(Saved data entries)
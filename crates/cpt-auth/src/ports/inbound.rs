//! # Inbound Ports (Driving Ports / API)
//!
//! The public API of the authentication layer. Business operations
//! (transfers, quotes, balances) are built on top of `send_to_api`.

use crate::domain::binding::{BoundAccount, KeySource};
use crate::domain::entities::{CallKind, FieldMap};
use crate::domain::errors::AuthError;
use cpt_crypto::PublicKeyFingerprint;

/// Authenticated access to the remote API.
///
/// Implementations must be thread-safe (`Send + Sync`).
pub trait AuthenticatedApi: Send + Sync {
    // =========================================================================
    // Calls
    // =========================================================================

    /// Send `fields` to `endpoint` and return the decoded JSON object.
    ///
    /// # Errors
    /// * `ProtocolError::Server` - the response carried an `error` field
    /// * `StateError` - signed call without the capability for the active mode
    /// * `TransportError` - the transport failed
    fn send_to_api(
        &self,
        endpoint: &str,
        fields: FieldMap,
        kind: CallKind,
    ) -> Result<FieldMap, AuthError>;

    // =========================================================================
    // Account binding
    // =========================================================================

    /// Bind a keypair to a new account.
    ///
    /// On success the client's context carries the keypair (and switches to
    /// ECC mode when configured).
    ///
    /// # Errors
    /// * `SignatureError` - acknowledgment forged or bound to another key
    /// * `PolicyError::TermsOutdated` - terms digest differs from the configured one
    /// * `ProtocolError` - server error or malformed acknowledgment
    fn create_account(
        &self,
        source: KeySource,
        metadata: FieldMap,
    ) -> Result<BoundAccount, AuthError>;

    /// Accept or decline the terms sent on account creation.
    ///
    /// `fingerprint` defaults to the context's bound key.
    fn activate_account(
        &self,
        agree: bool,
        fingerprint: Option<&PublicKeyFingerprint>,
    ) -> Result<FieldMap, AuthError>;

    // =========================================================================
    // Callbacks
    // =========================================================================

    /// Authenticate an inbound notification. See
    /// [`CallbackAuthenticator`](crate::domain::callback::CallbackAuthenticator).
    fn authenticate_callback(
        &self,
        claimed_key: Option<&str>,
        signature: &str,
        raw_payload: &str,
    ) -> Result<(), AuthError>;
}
* * *
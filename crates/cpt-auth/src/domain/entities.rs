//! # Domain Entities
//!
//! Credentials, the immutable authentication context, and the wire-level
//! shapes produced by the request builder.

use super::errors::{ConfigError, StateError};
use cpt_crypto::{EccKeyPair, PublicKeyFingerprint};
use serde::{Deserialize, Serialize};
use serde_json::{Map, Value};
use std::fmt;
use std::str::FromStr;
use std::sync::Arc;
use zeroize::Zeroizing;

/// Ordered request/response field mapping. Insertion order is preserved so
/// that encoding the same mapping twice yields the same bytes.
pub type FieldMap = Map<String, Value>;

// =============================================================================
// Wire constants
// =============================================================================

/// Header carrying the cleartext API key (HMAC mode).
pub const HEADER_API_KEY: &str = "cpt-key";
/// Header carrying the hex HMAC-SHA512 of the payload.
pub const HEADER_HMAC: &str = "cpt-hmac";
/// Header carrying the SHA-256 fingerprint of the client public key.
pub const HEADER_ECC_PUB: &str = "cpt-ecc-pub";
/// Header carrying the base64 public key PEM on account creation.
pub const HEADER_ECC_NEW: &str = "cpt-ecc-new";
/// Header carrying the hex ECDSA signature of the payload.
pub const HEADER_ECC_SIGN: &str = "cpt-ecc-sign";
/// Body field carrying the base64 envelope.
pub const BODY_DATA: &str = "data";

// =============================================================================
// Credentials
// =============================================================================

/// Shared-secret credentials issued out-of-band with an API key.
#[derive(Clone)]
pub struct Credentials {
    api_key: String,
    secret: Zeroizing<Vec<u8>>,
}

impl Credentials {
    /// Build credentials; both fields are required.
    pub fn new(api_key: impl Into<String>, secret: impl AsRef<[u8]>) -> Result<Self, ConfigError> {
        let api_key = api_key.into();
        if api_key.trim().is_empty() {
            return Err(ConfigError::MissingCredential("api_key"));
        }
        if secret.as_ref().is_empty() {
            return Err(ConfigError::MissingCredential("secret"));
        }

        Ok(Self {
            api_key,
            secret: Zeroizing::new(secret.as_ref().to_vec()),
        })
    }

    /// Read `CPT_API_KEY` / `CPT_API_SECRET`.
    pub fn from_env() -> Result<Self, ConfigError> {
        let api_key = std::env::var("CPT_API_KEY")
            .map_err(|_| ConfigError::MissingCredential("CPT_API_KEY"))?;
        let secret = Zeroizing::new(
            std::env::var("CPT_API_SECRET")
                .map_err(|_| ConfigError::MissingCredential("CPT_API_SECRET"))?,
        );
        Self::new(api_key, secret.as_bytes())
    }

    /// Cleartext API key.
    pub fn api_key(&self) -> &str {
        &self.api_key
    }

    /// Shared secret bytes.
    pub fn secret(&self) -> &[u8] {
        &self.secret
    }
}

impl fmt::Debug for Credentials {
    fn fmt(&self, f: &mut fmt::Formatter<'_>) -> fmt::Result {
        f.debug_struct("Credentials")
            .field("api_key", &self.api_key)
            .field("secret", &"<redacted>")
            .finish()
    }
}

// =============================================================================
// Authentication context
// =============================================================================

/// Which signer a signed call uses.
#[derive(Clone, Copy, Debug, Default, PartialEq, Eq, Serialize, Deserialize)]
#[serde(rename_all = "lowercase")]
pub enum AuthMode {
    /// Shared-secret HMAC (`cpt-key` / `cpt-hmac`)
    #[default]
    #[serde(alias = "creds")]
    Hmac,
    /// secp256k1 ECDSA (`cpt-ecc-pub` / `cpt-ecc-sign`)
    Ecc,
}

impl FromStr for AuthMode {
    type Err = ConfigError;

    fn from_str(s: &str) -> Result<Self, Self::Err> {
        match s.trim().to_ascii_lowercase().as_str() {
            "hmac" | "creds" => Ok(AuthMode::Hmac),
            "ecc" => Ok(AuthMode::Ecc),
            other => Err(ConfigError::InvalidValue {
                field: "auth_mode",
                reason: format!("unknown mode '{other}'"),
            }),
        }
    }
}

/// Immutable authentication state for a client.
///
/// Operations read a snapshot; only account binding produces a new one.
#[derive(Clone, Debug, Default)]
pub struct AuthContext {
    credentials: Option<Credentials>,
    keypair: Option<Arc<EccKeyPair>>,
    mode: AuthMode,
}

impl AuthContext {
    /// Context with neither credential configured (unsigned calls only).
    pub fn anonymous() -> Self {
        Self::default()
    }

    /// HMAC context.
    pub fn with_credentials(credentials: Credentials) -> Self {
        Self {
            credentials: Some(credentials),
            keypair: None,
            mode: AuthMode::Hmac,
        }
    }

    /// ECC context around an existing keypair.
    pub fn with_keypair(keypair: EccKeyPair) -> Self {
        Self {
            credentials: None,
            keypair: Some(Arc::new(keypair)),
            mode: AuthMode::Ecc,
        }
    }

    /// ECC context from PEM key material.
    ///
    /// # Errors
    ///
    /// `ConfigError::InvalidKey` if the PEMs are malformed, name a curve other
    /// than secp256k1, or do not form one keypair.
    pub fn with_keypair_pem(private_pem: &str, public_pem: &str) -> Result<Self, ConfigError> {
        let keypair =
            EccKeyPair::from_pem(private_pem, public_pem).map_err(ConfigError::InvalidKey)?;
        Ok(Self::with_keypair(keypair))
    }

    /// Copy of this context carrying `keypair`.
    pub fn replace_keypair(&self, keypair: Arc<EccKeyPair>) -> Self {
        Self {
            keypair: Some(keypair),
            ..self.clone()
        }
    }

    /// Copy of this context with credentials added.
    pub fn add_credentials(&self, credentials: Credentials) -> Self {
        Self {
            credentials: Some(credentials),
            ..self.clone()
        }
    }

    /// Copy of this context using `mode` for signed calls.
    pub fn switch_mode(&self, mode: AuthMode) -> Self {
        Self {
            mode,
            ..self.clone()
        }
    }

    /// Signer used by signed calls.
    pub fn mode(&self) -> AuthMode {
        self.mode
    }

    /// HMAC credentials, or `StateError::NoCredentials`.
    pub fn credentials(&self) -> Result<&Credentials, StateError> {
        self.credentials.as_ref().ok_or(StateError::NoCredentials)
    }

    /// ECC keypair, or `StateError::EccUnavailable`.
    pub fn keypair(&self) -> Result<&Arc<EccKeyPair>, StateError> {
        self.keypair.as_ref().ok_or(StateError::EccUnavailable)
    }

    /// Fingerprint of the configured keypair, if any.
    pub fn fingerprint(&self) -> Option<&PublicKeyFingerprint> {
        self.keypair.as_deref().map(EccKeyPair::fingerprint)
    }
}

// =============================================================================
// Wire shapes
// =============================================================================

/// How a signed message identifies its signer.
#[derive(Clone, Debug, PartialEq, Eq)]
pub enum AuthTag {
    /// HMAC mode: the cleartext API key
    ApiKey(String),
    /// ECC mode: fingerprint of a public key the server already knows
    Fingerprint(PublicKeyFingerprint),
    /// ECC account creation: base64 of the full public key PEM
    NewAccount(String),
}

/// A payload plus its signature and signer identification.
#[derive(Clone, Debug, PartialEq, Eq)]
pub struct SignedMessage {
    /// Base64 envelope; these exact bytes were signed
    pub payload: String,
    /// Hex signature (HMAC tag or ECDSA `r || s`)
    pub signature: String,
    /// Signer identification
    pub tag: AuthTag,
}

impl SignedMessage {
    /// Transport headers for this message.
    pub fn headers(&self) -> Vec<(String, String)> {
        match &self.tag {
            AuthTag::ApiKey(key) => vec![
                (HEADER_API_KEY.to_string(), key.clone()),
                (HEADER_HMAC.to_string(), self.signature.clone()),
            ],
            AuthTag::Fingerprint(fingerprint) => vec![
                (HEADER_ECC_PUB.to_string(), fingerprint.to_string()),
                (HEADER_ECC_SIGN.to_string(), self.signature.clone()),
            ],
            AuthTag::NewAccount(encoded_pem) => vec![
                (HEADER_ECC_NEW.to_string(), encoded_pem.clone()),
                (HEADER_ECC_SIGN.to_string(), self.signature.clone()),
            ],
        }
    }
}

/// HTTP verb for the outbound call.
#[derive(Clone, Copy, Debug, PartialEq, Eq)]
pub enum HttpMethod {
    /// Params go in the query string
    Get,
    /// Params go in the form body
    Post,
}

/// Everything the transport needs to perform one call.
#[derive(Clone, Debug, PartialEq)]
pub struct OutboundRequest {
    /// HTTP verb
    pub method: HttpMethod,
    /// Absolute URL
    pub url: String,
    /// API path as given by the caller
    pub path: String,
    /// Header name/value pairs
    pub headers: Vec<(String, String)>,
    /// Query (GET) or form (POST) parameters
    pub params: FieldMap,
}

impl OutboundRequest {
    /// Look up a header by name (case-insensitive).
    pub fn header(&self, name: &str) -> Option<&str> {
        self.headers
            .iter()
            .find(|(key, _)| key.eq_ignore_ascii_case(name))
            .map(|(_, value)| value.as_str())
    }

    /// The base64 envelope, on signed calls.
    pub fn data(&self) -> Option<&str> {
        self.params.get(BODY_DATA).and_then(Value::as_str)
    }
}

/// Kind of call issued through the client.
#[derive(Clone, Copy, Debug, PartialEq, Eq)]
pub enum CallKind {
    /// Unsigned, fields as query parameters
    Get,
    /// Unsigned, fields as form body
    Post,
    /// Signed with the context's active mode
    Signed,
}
---
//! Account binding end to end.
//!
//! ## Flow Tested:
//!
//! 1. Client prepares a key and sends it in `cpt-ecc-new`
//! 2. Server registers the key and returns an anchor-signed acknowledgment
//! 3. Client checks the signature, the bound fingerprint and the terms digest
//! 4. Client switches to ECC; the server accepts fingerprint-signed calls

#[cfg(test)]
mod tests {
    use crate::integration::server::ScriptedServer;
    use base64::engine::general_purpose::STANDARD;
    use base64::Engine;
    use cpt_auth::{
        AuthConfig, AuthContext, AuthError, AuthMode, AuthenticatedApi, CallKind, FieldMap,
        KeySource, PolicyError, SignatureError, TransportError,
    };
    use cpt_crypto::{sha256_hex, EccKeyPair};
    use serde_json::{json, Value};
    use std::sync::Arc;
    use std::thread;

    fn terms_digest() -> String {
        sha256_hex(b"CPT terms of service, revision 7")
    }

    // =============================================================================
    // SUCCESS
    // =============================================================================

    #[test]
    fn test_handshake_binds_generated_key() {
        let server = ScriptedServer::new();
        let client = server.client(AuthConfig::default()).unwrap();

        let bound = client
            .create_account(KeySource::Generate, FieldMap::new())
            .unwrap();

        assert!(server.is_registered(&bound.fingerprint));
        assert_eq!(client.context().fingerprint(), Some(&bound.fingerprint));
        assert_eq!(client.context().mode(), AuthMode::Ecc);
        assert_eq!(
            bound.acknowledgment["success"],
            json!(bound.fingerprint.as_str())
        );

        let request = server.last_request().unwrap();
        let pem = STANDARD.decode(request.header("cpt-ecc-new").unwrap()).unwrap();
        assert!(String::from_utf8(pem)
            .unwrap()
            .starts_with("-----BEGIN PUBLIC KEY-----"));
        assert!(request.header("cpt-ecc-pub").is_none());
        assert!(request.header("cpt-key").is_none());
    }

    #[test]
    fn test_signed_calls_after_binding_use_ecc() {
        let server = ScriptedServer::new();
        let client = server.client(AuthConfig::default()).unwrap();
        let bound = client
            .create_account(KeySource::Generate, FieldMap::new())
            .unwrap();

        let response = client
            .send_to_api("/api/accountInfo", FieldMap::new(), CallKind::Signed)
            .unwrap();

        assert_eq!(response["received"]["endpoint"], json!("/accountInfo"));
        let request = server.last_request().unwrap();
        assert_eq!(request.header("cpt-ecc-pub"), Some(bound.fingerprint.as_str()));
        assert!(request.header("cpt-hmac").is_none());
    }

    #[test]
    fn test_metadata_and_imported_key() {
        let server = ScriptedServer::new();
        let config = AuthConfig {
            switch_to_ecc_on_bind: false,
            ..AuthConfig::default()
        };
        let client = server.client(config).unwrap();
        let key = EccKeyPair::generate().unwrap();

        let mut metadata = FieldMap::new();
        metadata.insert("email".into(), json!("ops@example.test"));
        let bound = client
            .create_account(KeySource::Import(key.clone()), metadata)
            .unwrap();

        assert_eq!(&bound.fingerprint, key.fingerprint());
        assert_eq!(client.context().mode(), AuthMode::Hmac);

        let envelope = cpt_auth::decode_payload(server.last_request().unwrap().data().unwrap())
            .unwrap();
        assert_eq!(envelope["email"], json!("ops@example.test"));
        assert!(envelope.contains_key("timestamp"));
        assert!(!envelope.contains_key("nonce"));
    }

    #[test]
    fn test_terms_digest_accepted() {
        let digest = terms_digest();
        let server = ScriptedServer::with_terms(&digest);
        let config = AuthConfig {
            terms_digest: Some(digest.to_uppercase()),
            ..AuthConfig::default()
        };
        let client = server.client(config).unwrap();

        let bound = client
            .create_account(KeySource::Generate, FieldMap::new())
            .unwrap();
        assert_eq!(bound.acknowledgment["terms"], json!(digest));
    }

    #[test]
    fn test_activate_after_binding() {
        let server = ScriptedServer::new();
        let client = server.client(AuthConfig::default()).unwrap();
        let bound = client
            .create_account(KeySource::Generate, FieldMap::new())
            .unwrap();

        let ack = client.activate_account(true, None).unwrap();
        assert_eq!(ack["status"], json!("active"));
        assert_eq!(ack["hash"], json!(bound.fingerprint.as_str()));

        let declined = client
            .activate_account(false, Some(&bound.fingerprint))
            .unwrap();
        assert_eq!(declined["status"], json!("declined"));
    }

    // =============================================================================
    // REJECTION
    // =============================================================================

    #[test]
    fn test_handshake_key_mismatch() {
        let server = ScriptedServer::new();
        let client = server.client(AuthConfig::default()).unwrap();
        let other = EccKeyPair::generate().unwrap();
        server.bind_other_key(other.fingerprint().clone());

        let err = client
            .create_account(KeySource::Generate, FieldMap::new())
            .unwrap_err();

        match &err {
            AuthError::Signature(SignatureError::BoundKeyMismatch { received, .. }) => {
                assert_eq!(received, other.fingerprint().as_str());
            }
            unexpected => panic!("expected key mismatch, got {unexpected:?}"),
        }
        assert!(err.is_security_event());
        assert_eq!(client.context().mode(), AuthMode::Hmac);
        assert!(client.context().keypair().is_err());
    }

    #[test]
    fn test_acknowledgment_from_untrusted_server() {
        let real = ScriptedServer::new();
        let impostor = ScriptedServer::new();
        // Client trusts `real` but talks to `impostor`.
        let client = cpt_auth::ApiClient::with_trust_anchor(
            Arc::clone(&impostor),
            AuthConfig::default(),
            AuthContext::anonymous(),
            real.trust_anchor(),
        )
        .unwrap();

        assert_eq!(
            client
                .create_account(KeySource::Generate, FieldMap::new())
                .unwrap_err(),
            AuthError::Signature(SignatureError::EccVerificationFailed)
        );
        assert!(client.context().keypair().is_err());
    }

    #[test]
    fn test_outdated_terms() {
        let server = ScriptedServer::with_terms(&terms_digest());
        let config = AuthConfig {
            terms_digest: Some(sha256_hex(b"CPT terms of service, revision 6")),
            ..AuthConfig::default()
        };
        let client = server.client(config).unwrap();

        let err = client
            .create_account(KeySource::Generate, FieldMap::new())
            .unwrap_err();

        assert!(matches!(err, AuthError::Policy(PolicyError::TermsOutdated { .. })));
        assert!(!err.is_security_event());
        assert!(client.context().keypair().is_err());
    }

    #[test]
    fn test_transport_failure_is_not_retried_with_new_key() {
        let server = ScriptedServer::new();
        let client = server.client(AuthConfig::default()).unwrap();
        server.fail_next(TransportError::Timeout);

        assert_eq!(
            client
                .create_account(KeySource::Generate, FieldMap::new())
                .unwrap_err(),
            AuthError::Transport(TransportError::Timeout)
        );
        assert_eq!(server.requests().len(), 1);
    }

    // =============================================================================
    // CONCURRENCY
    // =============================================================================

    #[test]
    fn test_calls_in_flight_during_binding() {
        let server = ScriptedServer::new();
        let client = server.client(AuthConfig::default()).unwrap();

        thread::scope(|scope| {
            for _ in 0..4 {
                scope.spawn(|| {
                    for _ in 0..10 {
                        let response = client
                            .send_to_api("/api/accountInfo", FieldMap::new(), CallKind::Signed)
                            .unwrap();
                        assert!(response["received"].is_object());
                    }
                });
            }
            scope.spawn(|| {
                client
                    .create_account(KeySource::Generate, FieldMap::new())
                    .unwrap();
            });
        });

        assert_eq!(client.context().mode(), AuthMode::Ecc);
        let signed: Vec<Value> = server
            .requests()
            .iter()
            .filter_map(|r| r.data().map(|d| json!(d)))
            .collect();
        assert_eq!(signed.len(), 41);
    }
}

→ **WHAT YOU HAVE TO DO**:
Above are the records. Copy the lines beginning at the one that has "PEM on account creation." and ending with the one that has "the base64 envelope.", unchanged.

→ **SOLUTION TO THE EXERCISE**:
/// Header carrying the base64 public key PEM on account creation.
pub const HEADER_ECC_NEW: &str = "cpt-ecc-new";
/// Header carrying the hex ECDSA signature of the payload.
pub const HEADER_ECC_SIGN: &str = "cpt-ecc-sign";
/// Body field carrying the base64 envelope.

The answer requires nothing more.